→ **Action item**: Copy each line below that has "match".

Collected data:
⟨

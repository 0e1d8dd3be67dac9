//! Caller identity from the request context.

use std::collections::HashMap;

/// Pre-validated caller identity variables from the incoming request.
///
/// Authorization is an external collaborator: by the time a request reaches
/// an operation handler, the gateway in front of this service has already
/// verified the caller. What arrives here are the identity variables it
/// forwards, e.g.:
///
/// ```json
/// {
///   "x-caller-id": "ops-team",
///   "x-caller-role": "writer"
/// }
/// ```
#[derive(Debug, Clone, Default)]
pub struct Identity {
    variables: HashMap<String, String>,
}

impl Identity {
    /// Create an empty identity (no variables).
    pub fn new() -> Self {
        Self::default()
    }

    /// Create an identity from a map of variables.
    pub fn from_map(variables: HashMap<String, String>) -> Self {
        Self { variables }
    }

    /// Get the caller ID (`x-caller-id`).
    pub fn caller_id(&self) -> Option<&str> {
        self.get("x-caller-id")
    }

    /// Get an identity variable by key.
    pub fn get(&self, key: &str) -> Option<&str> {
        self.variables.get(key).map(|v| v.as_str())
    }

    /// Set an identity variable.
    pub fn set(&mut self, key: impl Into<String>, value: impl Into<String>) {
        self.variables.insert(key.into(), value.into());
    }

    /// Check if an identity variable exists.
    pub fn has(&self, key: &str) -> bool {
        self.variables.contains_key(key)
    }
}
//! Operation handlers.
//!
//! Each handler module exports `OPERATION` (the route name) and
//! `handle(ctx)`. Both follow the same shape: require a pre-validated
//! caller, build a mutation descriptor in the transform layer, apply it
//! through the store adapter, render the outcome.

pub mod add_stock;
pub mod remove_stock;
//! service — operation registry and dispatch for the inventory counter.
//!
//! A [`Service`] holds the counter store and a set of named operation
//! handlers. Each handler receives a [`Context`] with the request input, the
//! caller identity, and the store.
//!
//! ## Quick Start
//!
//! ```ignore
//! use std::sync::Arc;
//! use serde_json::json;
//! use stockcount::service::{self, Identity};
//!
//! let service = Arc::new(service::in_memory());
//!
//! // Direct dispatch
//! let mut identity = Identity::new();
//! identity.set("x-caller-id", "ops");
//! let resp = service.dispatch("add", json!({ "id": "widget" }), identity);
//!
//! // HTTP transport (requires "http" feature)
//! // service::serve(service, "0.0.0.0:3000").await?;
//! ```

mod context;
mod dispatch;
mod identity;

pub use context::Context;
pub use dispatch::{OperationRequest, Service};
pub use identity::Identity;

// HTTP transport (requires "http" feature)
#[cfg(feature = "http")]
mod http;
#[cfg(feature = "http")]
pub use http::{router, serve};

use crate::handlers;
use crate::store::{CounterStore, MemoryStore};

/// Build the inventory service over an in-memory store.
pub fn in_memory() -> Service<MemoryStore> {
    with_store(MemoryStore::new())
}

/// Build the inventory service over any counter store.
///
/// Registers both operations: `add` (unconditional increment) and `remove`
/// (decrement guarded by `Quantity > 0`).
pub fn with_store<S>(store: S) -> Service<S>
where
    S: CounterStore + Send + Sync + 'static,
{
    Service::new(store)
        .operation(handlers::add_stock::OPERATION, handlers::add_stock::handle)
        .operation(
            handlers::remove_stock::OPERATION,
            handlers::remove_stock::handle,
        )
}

⟩
⟨

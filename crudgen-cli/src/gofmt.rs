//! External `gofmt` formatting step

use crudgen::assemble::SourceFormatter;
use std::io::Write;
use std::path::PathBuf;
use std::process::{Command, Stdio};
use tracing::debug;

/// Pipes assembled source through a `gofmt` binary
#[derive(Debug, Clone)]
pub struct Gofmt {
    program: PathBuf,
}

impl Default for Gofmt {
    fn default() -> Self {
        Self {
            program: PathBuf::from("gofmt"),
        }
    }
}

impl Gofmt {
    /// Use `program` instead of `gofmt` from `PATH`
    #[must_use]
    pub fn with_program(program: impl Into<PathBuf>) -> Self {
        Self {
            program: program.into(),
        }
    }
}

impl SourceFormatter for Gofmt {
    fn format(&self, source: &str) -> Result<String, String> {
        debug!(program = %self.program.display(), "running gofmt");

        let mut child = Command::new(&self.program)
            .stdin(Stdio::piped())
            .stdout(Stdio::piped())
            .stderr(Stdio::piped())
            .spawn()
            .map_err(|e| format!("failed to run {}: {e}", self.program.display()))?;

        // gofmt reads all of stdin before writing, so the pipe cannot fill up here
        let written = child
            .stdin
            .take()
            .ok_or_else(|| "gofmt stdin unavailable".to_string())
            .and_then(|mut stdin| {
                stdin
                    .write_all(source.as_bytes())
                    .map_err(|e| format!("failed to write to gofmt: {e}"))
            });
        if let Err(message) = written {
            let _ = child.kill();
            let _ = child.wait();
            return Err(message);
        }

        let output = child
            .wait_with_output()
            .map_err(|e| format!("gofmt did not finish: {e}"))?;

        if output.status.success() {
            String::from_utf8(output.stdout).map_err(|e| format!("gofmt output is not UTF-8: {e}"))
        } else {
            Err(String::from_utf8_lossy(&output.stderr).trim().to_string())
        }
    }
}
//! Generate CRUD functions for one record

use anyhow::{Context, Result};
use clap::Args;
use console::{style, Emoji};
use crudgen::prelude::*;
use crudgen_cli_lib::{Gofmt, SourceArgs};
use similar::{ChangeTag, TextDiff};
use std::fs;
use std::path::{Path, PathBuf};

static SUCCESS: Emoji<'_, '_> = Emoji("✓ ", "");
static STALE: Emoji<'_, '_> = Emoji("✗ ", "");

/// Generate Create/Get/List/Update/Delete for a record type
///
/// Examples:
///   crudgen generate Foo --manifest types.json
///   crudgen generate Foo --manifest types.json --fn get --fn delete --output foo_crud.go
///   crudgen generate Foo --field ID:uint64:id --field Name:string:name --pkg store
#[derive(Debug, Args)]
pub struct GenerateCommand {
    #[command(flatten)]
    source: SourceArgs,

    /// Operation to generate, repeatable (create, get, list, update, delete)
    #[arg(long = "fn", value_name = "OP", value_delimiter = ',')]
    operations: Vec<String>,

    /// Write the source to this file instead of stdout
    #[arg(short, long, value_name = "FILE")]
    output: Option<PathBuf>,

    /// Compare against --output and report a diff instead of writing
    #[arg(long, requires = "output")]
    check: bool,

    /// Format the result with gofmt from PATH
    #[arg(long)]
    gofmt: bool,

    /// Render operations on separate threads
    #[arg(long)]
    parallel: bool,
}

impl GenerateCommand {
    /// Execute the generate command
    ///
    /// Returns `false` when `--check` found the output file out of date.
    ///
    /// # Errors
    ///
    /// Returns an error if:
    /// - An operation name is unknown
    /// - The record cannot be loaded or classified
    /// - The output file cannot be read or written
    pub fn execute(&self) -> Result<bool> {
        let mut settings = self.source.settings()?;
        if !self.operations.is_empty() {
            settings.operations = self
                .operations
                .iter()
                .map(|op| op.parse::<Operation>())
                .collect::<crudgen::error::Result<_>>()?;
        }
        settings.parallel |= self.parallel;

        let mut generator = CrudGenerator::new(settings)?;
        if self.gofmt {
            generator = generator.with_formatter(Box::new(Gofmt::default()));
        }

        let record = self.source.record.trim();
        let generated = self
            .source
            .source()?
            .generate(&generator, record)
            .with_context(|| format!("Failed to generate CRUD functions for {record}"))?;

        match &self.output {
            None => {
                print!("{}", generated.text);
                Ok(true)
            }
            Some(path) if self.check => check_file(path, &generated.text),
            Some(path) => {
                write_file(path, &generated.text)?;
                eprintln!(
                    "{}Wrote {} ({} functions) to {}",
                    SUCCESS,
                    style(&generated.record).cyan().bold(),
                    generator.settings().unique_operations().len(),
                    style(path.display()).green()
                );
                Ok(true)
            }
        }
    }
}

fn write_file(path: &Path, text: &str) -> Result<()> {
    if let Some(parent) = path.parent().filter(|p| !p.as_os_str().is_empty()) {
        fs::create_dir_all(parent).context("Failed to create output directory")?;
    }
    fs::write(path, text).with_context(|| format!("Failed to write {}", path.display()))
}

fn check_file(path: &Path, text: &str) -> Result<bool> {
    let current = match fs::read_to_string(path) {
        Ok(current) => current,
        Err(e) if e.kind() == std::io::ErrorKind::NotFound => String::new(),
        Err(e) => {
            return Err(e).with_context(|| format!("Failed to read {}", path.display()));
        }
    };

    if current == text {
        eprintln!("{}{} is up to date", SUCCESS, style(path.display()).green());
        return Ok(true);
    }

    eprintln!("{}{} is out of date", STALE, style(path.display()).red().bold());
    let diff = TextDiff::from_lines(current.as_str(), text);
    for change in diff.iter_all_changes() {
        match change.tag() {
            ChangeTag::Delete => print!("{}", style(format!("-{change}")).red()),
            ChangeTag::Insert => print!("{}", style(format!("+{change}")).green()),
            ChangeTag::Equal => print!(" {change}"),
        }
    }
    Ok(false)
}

⟩

→ **Task solution**:
        match &self.output {
    let current = match fs::read_to_string(path) {
        match change.tag() {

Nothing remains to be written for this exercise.